I am working with a table which is an extract of a set of other tables. All of the rows of the extract table should be unique according to keys D1, D2 and D3. They are not. It appears that an earlier developer attempted to solve this problem by using a SELECT DISTINCT
across all columns being queried from this table. This will work, but only if every row which is a duplicate on (D1, D2, D3) is also a duplicate across the non-key columns (ignoring the IDENTITY column that was added to the extract table).
In other words, given rows as follows:
D1 D2 D3 C4 C5 C6
=== === === === === ===
A B C X1 X2 X3
A B C X1 X2 X3
then
SELECT DISTINCT D1, D2, D3, C4, C5, C6
FROM BAD_TABLE
will "work", as there's no difference between the rows which are duplicated on (D1,D2,D3). But if the table contained
D1 D2 D3 C4 C5 C6
=== === === === === ===
A B C X1 X2 X3
A B C X1 X2 X4
then SELECT DISTINCT would return two rows for the key (A,B,C). Furthermore, we would have to decide which of X3 or X4 was the "correct" value.

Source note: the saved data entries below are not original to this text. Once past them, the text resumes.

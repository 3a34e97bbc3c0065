//! Proxy configuration
//!
//! One record per automation endpoint a campaign owner can use. The engine
//! only ever reads these; configuration storage owns them.

use uuid::Uuid;

/// Default automation endpoint port
pub const DEFAULT_PORT: u16 = 9222;

/// Credentials and endpoint for one remote automation provider.
#[derive(Debug, Clone, serde::Serialize, serde::Deserialize)]
#[serde(rename_all = "camelCase")]
pub struct ProxyConfig {
    /// Owning user/campaign identity
    pub owner_id: Uuid,
    /// Disabled configs are never returned as usable
    #[serde(default)]
    pub enabled: bool,
    /// Provider customer ID
    pub customer_id: String,
    /// Provider zone name
    pub zone: String,
    /// Zone password
    pub password: String,
    /// Automation endpoint host
    pub host: String,
    /// Automation endpoint port
    #[serde(default = "default_port")]
    pub port: u16,
    /// Resolution tries configs in ascending priority order
    #[serde(default)]
    pub priority: u32,
}

fn default_port() -> u16 {
    DEFAULT_PORT
}

impl ProxyConfig {
    /// Whether this config is enabled and carries everything a session
    /// needs. Malformed records are treated the same as disabled ones.
    pub fn is_usable(&self) -> bool {
        self.enabled
            && !self.customer_id.is_empty()
            && !self.zone.is_empty()
            && !self.password.is_empty()
            && !self.host.is_empty()
            && self.port != 0
    }

    /// Base username for the provider: `brd-customer-{id}-zone-{zone}`
    pub fn username(&self) -> String {
        format!("brd-customer-{}-zone-{}", self.customer_id, self.zone)
    }

    /// HTTP base URL of the automation endpoint
    pub fn endpoint_url(&self) -> String {
        format!("http://{}:{}", self.host, self.port)
    }
}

I know how to find the duplicates on (D1,D2,D3). I even know how to find the duplicates across all the columns (other than the IDENTITY column):
;
WITH DUPLICATES(D1,D2,D3) AS
(
SELECT D1, D2, D3
FROM SOURCE
GROUP BY D1, D2, D3
HAVING COUNT(*)>1
)
SELECT S.D1, S.D2, S.D3, S.C4, S.C5, S.C6
FROM SOURCE S
INNER JOIN DUPLICATES D
ON S.D1 = D.D1 AND S.D2 = D.D2 AND S.D3 = D.D3
ORDER BY S.D1, S.D2, S.D3, S.C4, S.C5, S.C6
The question is, how do I find the subset of the above resultset which are duplicates on (D1,D2,D3), but not duplicates on (D1,D2,D3,C4,C5,C6)?